Poetry

Poet Molly Peacock processes a friend's massive stroke through her latest collection, 'The Analyst'

Molly Peacock

Image caption: Molly Peacock

Credit: Trish James

Poet Molly Peacock had worked with psychoanalyst Joan Stein for nearly 40 years, forging a deep friendship that transcended the standard analyst/analysand relationship. Then an arteriovenous malformation in Stein's brain burst, causing a massive stroke that ended her analytical practice and left her forever altered. Peacock, A&S '77 (MA), responded as a poet will—by writing. "Poems just started pouring out of me almost immediately," she recalls. "I process the big events in my life through poetry. The only way I could wrap my head around the huge transformation that this caused both in her life and subsequently in the lives of all the people around her was just to start writing about it. I didn't know they were going to become a book."

They did. The Analyst (Norton, 2017) contains 39 poems. Some of them had been written independent of the book but seemed to fit when Peacock assembled it, such as some old Anglo-Saxon riddles she had collected, and some simultaneously playful and serious verses derived from a Wikihow article on all the variations of how to give thanks in French. "I kept looking for all the different ways that I could express the intricacies of this relationship, and some of those ways were in traditional forms like sonnets.

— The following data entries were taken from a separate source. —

//! Duel Relay Server - two-player room relay with matchmaking and a scoreboard
//!
//! This is the main entry point for the server. It handles:
//! - WebSocket connections for matchmaking and in-room relay
//! - HTTP endpoints for player registration and the scoreboard
//! - Durable score persistence through the configured ledger backend

mod app;
mod config;
mod game;
mod http;
mod matchmaking;
mod store;
mod util;
mod ws;

use std::net::SocketAddr;

use tokio::net::TcpListener;
use tracing::{info, warn};
use tracing_subscriber::{layer::SubscriberExt, util::SubscriberInitExt};

use crate::app::{open_backend, AppState};
use crate::config::Config;
use crate::http::build_router;
use crate::util::time::init_server_time;

#[tokio::main]
async fn main() -> anyhow::Result<()> {
    // Load environment variables
    dotenvy::dotenv().ok();

    // Load configuration
    let config = Config::from_env()?;

    // Initialize tracing
    init_tracing(&config.log_level);

    // Initialize server time tracking
    init_server_time();

    info!("Starting Duel Relay Server");
    info!("Server address: {}", config.server_addr);

    // Open persistence before accepting anyone
    let backend = open_backend(&config)?;

    // Create application state
    let (state, requeue_rx) = AppState::new(config.clone(), backend);

    // Spawn matchmaking service
    let matchmaker = tokio::spawn(state.matchmaker.clone().run(requeue_rx));

    // Build router
    let router = build_router(state.clone());

    // Start server
    let addr: SocketAddr = config.server_addr;
    let listener = TcpListener::bind(addr).await?;

    info!("Server listening on {}", addr);
    info!("Health check: http://{}/health", addr);
    info!("WebSocket endpoint: ws://{}/ws?player=<name>", addr);

    // Rooms are drained before the listener stops so players get their LEAVE
    let registry = state.registry.clone();
    let drain = config.shutdown_drain;
    axum::serve(listener, router)
        .with_graceful_shutdown(async move {
            shutdown_signal().await;
            registry.shutdown(drain).await;
        })
        .await?;

    matchmaker.abort();

    let unresolved = state.ledger.unresolved();
    for entry in &unresolved {
        warn!(match_id = %entry.match_id, reason = %entry.reason, "Unresolved match at shutdown");
    }
    state.ledger.close().await?;

    info!("Server shutdown complete");
    Ok(())
}

/// Initialize tracing/logging
fn init_tracing(log_level: &str) {
    let env_filter = tracing_subscriber::EnvFilter::try_from_default_env()
        .unwrap_or_else(|_| tracing_subscriber::EnvFilter::new(log_level));

    tracing_subscriber::registry()
        .with(env_filter)
        .with(tracing_subscriber::fmt::layer().with_target(true))
        .init();
}

/// Graceful shutdown signal handler
async fn shutdown_signal() {
    let ctrl_c = async {
        if let Err(e) = tokio::signal::ctrl_c().await {
            warn!(error = %e, "Failed to listen for Ctrl+C");
            std::future::pending::<()>().await;
        }
    };

    #[cfg(unix)]
    let terminate = async {
        match tokio::signal::unix::signal(tokio::signal::unix::SignalKind::terminate()) {
            Ok(mut signal) => {
                signal.recv().await;
            }
            Err(e) => {
                warn!(error = %e, "Failed to install SIGTERM handler");
                std::future::pending::<()>().await;
            }
        }
    };

    #[cfg(not(unix))]
    let terminate = std::future::pending::<()>();

    tokio::select! {
        _ = ctrl_c => {
            info!("Received Ctrl+C, starting graceful shutdown");
        }
        _ = terminate => {
            info!("Received terminate signal, starting graceful shutdown");
        }
    }
}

But you know, play is essential to poetry and it's absolutely essential to analysis—you surprise yourself in analysis in the same way you surprise yourself when writing a poem. These realizations come to you. All that I understood when I was writing 'How to Say "Thank You" in French' was that I was enjoying this play and I felt like I was getting somewhere. The Wikihow article became a kind of 21st-century form for a new poem about analysis. Only after it was done did I realize that somehow having to work in two languages in the poem was kind of like Joan having to relearn all these basic things after her stroke."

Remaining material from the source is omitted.